*** Raw data ***

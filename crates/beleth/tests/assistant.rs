//! End-to-end behaviour of the assistant against scripted model doubles.

use std::collections::VecDeque;
use std::sync::{Arc, Mutex};
use std::time::Duration;

use async_trait::async_trait;
use beleth::{
    Assistant, ChatMemoryStore, Report, SafeInputGuardrail, Tool, ToolContext, ToolProvider,
    ToolResult,
};
use futures::StreamExt;
use paimon_core::{
    ChatModel, ChatRequest, ChatResponse, ChatStream, ConversationId, Error, FinishReason,
    Message, ModelId, ResponseFormat, Result, Role, StreamChunk, ToolCall,
};
use serde_json::{json, Value};
use stolas::{HashingEmbedder, KnowledgeBase, KnowledgeBaseConfig};
use tokio::sync::oneshot;

enum Step {
    Text(&'static str),
    Tools(Vec<ToolCall>),
}

/// Replies from a fixed script and records every request it sees.
struct ScriptedModel {
    id: ModelId,
    script: Mutex<VecDeque<Step>>,
    requests: Mutex<Vec<ChatRequest>>,
}

impl ScriptedModel {
    fn new(script: Vec<Step>) -> Arc<Self> {
        Arc::new(Self {
            id: ModelId::new("scripted"),
            script: Mutex::new(script.into()),
            requests: Mutex::new(Vec::new()),
        })
    }

    fn requests(&self) -> Vec<ChatRequest> {
        self.requests.lock().unwrap().clone()
    }
}

#[async_trait]
impl ChatModel for ScriptedModel {
    async fn chat(&self, request: ChatRequest) -> Result<ChatResponse> {
        let request_id = request.request_id.clone();
        self.requests.lock().unwrap().push(request);

        match self.script.lock().unwrap().pop_front() {
            Some(Step::Text(text)) => Ok(ChatResponse::text(request_id, self.id.clone(), text)),
            Some(Step::Tools(calls)) => {
                Ok(ChatResponse::tool_calls(request_id, self.id.clone(), calls))
            }
            None => Err(Error::backend("scripted", "script exhausted")),
        }
    }

    fn model_id(&self) -> &ModelId {
        &self.id
    }
}

/// Signals when dropped.
struct DropSignal(Option<oneshot::Sender<()>>);

impl Drop for DropSignal {
    fn drop(&mut self) {
        if let Some(tx) = self.0.take() {
            let _ = tx.send(());
        }
    }
}

/// Streams one chunk and then never finishes.
struct StallingModel {
    id: ModelId,
    dropped: Mutex<Option<oneshot::Sender<()>>>,
}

***

Exercise brief
Copy out every line of the records that the string "beleth" appears in.

Solution for this problem
filename crates/beleth/tests/assistant.rs
use beleth::{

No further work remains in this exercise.